Aim of the task:
Should the word "WindowedShareLedger" occur in a line of the records, copy that line.

Given information:

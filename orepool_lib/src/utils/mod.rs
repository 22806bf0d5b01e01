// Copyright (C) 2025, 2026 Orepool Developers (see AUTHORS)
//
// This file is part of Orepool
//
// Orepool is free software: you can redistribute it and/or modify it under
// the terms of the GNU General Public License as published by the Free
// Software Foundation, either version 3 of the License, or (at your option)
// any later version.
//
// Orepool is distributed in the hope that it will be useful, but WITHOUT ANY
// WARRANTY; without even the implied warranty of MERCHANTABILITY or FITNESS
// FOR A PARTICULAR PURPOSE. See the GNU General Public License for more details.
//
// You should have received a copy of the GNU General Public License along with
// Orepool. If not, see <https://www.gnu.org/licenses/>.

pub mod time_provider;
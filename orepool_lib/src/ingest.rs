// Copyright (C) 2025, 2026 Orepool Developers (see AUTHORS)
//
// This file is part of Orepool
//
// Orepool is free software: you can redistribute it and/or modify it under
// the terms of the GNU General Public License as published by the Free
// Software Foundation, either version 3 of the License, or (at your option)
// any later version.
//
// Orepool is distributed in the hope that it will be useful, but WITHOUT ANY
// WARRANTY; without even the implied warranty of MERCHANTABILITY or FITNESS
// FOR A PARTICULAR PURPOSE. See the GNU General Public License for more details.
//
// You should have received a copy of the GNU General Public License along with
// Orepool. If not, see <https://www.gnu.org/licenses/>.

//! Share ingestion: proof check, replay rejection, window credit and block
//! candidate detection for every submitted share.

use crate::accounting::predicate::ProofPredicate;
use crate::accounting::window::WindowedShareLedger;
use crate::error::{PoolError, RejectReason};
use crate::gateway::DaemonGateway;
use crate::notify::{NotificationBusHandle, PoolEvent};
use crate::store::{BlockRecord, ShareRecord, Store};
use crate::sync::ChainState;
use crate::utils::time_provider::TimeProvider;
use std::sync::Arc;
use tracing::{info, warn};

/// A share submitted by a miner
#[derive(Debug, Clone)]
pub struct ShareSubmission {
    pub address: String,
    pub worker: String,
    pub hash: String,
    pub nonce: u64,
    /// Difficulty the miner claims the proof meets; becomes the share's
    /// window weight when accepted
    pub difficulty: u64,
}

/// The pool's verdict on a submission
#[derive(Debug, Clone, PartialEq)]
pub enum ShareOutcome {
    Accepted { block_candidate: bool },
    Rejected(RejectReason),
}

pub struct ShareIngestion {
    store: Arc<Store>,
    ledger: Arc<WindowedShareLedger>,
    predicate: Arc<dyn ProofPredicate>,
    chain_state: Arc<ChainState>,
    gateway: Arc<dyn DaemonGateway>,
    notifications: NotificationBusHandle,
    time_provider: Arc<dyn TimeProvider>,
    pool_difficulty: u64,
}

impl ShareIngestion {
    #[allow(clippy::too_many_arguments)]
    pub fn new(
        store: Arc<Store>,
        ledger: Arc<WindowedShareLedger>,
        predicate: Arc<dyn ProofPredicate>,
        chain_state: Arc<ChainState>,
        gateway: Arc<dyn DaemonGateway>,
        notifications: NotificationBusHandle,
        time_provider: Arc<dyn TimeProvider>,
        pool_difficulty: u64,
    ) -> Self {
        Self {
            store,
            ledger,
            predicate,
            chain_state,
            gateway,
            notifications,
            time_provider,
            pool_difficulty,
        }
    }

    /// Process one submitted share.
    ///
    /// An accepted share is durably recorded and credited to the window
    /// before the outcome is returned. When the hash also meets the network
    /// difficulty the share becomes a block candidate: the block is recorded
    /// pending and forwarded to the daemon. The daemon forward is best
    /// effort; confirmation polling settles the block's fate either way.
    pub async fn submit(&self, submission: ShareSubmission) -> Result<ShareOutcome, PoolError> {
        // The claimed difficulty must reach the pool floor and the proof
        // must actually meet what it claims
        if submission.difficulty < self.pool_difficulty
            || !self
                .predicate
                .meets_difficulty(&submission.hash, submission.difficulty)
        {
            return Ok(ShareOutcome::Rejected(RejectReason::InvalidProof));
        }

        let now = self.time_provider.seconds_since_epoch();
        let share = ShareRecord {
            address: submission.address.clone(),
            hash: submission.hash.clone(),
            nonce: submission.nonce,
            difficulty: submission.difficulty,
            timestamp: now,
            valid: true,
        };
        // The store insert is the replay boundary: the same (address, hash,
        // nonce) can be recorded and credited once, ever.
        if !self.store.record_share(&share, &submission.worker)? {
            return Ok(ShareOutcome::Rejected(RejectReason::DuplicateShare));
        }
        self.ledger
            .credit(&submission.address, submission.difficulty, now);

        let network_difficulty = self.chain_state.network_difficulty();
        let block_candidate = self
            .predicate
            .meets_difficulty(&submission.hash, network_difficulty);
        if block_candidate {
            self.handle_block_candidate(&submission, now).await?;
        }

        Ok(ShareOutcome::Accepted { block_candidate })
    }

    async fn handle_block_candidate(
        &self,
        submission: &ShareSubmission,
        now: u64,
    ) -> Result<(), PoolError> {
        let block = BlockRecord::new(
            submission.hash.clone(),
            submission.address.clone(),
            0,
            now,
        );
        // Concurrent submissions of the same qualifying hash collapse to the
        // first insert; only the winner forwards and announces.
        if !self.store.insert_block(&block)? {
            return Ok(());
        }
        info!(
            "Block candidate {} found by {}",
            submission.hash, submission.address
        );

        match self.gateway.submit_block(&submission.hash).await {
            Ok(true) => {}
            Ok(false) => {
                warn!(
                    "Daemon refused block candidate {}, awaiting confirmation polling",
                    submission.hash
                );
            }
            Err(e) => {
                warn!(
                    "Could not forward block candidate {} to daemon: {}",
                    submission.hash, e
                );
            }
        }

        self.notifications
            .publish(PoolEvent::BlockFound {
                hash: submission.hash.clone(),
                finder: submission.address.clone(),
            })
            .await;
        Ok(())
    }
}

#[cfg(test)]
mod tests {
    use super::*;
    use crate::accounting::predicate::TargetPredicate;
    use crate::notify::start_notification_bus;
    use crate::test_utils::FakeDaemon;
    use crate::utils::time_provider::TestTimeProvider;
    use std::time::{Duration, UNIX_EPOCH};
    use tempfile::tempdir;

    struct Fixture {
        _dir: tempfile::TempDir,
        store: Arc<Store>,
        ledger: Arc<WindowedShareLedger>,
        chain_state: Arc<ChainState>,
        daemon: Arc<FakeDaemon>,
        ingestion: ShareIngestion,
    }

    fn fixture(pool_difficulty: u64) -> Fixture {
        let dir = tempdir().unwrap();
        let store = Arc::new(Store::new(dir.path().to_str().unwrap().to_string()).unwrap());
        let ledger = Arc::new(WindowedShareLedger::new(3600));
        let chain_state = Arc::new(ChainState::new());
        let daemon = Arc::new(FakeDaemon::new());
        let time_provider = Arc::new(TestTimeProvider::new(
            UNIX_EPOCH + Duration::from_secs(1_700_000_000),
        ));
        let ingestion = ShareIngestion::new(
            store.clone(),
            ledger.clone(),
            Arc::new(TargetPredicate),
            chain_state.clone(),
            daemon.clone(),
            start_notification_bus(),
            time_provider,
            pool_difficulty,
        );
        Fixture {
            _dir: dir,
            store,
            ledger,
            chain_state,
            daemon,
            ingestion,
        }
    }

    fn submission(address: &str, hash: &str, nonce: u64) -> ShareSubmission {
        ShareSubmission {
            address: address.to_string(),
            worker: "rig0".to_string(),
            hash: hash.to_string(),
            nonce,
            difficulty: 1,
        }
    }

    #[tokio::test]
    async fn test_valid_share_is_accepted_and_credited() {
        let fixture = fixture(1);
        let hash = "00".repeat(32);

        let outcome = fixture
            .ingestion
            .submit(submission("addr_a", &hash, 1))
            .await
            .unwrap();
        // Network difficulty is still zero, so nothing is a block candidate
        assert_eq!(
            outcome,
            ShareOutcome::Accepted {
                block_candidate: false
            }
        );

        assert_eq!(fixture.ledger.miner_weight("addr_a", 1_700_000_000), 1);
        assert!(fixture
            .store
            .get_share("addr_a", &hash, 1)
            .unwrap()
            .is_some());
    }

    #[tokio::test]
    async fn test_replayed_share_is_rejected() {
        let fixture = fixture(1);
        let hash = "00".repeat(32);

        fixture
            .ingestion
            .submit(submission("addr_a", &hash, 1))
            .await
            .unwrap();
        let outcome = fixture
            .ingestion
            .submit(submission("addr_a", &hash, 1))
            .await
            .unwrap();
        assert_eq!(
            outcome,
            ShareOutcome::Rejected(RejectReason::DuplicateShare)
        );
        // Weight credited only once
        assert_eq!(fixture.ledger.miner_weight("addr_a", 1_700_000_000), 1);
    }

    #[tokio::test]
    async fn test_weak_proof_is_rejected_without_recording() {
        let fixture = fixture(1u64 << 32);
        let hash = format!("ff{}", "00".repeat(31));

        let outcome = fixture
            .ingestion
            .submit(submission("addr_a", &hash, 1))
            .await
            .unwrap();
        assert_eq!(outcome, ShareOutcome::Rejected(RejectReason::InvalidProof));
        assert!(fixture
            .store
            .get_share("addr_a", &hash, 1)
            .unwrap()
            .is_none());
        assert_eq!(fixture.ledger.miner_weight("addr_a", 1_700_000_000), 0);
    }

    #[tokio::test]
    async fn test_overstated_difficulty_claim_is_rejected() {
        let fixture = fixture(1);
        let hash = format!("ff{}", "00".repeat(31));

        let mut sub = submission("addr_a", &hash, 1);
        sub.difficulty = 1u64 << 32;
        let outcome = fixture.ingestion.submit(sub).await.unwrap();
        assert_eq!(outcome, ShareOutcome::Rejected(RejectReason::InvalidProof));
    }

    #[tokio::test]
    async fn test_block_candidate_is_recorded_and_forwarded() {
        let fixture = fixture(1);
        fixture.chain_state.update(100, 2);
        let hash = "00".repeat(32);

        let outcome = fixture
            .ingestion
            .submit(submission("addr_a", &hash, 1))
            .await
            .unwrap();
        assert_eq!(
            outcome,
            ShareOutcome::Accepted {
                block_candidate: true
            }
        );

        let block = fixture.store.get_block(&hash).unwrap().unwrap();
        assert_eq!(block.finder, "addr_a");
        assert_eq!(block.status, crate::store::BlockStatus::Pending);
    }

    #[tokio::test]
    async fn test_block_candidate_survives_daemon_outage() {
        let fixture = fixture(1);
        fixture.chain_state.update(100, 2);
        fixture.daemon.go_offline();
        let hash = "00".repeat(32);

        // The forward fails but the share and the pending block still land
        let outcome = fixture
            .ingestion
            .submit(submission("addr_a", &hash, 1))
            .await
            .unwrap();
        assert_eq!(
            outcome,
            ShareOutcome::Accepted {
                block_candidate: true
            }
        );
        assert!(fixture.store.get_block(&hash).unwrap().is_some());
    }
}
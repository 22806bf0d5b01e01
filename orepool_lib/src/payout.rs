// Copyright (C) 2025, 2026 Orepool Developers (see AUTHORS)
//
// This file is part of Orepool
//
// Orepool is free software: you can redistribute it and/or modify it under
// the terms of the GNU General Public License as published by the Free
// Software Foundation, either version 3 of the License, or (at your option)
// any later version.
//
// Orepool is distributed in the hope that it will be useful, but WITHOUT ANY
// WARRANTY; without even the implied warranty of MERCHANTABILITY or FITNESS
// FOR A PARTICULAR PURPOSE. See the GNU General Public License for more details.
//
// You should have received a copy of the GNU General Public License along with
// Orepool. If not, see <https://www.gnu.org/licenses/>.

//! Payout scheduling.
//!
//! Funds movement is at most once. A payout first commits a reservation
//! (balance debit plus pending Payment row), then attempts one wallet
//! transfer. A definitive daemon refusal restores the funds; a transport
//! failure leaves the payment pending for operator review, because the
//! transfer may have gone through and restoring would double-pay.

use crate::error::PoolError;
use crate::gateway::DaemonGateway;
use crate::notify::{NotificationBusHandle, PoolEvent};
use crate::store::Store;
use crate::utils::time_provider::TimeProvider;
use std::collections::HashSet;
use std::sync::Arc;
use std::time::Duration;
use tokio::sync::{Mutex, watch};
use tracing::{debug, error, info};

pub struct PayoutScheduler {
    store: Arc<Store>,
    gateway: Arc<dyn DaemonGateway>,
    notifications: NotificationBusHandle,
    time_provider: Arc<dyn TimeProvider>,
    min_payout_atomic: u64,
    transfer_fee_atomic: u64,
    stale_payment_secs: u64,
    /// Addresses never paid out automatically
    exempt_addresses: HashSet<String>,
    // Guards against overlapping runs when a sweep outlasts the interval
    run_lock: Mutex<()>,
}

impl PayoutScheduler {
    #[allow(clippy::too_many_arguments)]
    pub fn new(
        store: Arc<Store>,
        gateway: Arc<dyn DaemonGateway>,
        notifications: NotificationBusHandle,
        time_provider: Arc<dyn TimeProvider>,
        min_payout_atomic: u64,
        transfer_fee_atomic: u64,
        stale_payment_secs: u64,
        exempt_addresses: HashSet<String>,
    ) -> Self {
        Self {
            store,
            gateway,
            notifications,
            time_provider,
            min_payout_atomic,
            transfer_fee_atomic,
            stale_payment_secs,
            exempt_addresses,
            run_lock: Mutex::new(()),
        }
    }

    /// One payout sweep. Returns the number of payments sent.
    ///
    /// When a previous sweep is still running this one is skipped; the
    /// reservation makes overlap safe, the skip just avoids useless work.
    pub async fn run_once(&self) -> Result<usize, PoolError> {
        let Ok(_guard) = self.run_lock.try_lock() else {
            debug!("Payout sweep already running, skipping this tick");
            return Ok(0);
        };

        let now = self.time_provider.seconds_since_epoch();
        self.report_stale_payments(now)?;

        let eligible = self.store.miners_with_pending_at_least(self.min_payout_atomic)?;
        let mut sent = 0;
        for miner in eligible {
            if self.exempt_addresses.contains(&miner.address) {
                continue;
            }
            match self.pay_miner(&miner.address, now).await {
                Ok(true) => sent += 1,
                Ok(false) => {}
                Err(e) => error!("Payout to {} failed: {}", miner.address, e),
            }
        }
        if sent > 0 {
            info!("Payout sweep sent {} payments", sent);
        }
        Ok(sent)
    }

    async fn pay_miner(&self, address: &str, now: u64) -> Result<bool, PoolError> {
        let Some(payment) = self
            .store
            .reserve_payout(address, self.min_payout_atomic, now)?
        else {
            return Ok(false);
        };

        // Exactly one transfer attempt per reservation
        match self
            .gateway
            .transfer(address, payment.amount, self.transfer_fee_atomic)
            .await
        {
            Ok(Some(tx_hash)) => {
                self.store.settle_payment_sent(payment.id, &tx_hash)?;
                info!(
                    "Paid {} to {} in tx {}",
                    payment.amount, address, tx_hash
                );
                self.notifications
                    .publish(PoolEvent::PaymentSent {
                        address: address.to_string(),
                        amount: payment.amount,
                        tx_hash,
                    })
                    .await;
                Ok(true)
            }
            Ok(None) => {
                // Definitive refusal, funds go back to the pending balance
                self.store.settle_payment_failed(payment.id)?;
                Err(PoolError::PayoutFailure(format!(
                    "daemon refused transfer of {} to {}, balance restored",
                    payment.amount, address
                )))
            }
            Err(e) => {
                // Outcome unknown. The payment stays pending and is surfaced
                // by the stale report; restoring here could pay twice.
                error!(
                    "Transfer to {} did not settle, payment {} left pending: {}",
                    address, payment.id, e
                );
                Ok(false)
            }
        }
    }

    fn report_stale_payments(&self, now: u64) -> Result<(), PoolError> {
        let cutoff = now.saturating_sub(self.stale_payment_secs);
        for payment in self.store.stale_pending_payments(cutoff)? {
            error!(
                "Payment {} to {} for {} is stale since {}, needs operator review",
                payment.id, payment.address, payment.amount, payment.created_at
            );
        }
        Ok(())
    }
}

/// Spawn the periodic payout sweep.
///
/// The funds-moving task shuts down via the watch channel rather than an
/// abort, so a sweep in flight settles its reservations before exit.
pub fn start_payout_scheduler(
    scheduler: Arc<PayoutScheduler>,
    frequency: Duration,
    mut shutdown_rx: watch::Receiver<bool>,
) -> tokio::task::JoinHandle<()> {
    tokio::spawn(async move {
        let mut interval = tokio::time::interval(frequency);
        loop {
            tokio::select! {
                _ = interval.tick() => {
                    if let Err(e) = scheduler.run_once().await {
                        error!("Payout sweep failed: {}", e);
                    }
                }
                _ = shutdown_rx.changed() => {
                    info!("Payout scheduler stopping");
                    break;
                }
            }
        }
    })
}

Written reply:
use crate::accounting::window::WindowedShareLedger;
    ledger: Arc<WindowedShareLedger>,
        ledger: Arc<WindowedShareLedger>,
        ledger: Arc<WindowedShareLedger>,
        let ledger = Arc::new(WindowedShareLedger::new(3600));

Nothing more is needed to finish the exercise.